O risco maior não está apenas na gravidade imediata, mas na possibilidade de perda do status de eliminação, o que significaria o retorno da circulação sustentada do vírus. O sarampo exige cobertura vacinal próxima de 95% para que a chamada imunidade coletiva funcione. Abaixo desse limiar, o vírus encontra espaço para se propagar, sobretudo em comunidades com menor adesão à vacina.
A vacina tríplice viral — que protege contra sarampo, caxumba e rubéola — permanece altamente eficaz: uma dose assegura proteção em torno de 93%; duas elevam o índice para cerca de 97%. Casos entre vacinados existem, mas tendem a ser mais leves e menos transmissíveis. A esmagadora maioria das infecções recentes ocorre entre não imunizados. O dado não encerra o debate, mas delimita o foco do problema.
Há ainda aspectos menos visíveis. O sarampo pode comprometer a memória imunológica do organismo, tornando o indivíduo mais vulnerável a outras infecções nos anos subsequentes. E, em raras circunstâncias, pode desencadear a panencefalite esclerosante subaguda (SSPE), condição neurológica progressiva e fatal que pode se manifestar muitos anos após a infecção inicial. São eventos incomuns, mas ilustram o potencial de dano prolongado.
O declínio gradual na cobertura vacinal observado nos últimos anos não se explica por um único fator. Ele envolve hesitação vacinal, desinformação, fadiga institucional após a pandemia e tensões políticas que, em diferentes graus, afetam a confiança pública nas autoridades de saúde. O resultado, porém, é objetivo: quanto menor a adesão, maior a probabilidade de surtos.
O problema não se limita às fronteiras americanas. Em um mundo de viagens intensas, surtos locais rapidamente ganham dimensão internacional. Turistas brasileiros que visitem áreas com transmissão ativa — sobretudo se não estiverem com a vacinação completa — ficam mais expostos, especialmente em ambientes fechados como aeroportos e aviões. Para quem recebeu duas doses da vacina, o risco é baixo; para os não imunizados, é significativamente maior. E casos importados podem reacender surtos também no Brasil, onde a cobertura vacinal não é homogênea.
Modelagens epidemiológicas sugerem que reduções modestas na cobertura podem produzir impactos expressivos ao longo das próximas décadas. Não se trata de alarmismo, mas de projeção matemática baseada na natureza do vírus. Em saúde pública, antecipar cenários é parte da responsabilidade institucional.
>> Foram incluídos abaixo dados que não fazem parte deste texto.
//! Structural diff between two trees of the same lineage.
//!
//! Old nodes are indexed by `ecs_id`; new nodes match by `ecs_id` and
//! compare user-defined fields with deep equality, nested entities by
//! `ecs_id` only — a structural change inside a child is the child's own
//! modification, not the parent's. The resulting [`ModificationSet`]
//! drives the greedy fork path used by versioning.

use std::collections::BTreeSet;

use crate::entity::{EcsId, Entity};
use crate::error::{KhepriResult, TreeError};

use super::EntityTree;

/// Outcome of diffing an old stored tree against a new candidate.
#[derive(Debug, Clone, Default)]
pub struct ModificationSet {
    /// Nodes present in both trees whose payload fields changed.
    pub changed: BTreeSet<EcsId>,
    /// Nodes present only in the new tree.
    pub added: BTreeSet<EcsId>,
    /// Nodes present only in the old tree.
    pub removed: BTreeSet<EcsId>,
    /// Nodes whose payload is intact but whose parent or edge changed.
    pub moved: BTreeSet<EcsId>,
    /// Nodes untouched in payload and position.
    pub unchanged: BTreeSet<EcsId>,
}

impl ModificationSet {
    /// Whether the two trees are identical.
    pub fn is_empty(&self) -> bool {
        self.changed.is_empty()
            && self.added.is_empty()
            && self.removed.is_empty()
            && self.moved.is_empty()
    }

    /// The greedy fork path: every changed node plus every node on the
    /// path from a changed node to the root. Nodes off any changed path
    /// keep their identity.
    ///
    /// Added nodes already carry fresh identities and are not part of the
    /// path; their parents are, because a parent's field value changed.
    pub fn fork_path(&self, new_tree: &EntityTree) -> BTreeSet<EcsId> {
        let mut path = BTreeSet::new();
        for changed in &self.changed {
            if let Some(ancestors) = new_tree.ancestry(*changed) {
                path.extend(ancestors.iter().copied());
            }
        }
        path
    }
}

impl std::fmt::Display for ModificationSet {
    fn fmt(&self, f: &mut std::fmt::Formatter<'_>) -> std::fmt::Result {
        write!(
            f,
            "{} changed, {} added, {} removed, {} moved, {} unchanged",
            self.changed.len(),
            self.added.len(),
            self.removed.len(),
            self.moved.len(),
            self.unchanged.len()
        )
    }
}

fn user_fields_eq_by_entity_id(a: &Entity, b: &Entity) -> bool {
    let mut lhs = a.fields();
    let mut rhs = b.fields();
    loop {
        match (lhs.next(), rhs.next()) {
            (None, None) => return true,
            (Some((ka, va)), Some((kb, vb))) => {
                if ka != kb || !va.eq_by_entity_id(vb) {
                    return false;
                }
            }
            _ => return false,
        }
    }
}

/// Diff `new` against `old`. Both trees must share a lineage.
pub fn diff_trees(old: &EntityTree, new: &EntityTree) -> KhepriResult<ModificationSet> {
    if old.lineage_id() != new.lineage_id() {
        return Err(TreeError::LineageMismatch {
            old_lineage: old.lineage_id().to_string(),
            new_lineage: new.lineage_id().to_string(),
        }
        .into());
    }

    let mut mods = ModificationSet::default();

    for node in new.nodes() {
        let ecs = node.ecs_id();
        match old.node(ecs) {
            Some(old_node) => {
                if !user_fields_eq_by_entity_id(old_node, node) {
                    mods.changed.insert(ecs);
                } else if old.parent_of(ecs) != new.parent_of(ecs)
                    || old.incoming_edge(ecs) != new.incoming_edge(ecs)
                {
                    mods.moved.insert(ecs);
                } else {
                    mods.unchanged.insert(ecs);
                }
            }
            None => {
                mods.added.insert(ecs);
            }
        }
    }

    for ecs in old.node_ids() {
        if !new.contains(ecs) {
            mods.removed.insert(ecs);
        }
    }

    tracing::debug!(
        lineage = %new.lineage_id(),
        summary = %mods,
        "diffed entity trees"
    );

    Ok(mods)
}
O retorno do sarampo, ainda que em números distantes das grandes epidemias do século passado, funciona como advertência. Conquistas sanitárias não são permanentes por inércia; dependem de manutenção contínua, financiamento adequado, informação qualificada e compromisso coletivo. A experiência internacional demonstra que a erradicação prática de uma doença é um estado frágil, sustentado por equilíbrio delicado.
O debate sobre vacinação frequentemente se contamina por polarizações que obscurecem o essencial: a proteção individual e coletiva contra enfermidades preveníveis. A história do sarampo mostra que o custo da complacência não é abstrato. Ele se mede em internações, sequelas e, em alguns casos, vidas perdidas.
Quando médicos afirmam que voltam a ver desfechos que julgavam superados, o sinal não deve ser ignorado. A saúde pública opera no terreno da prevenção — e prevenção exige continuidade. O sarampo não é apenas um vírus que retorna; é um lembrete de que retrocessos são possíveis quando a vigilância social e institucional se enfraquece.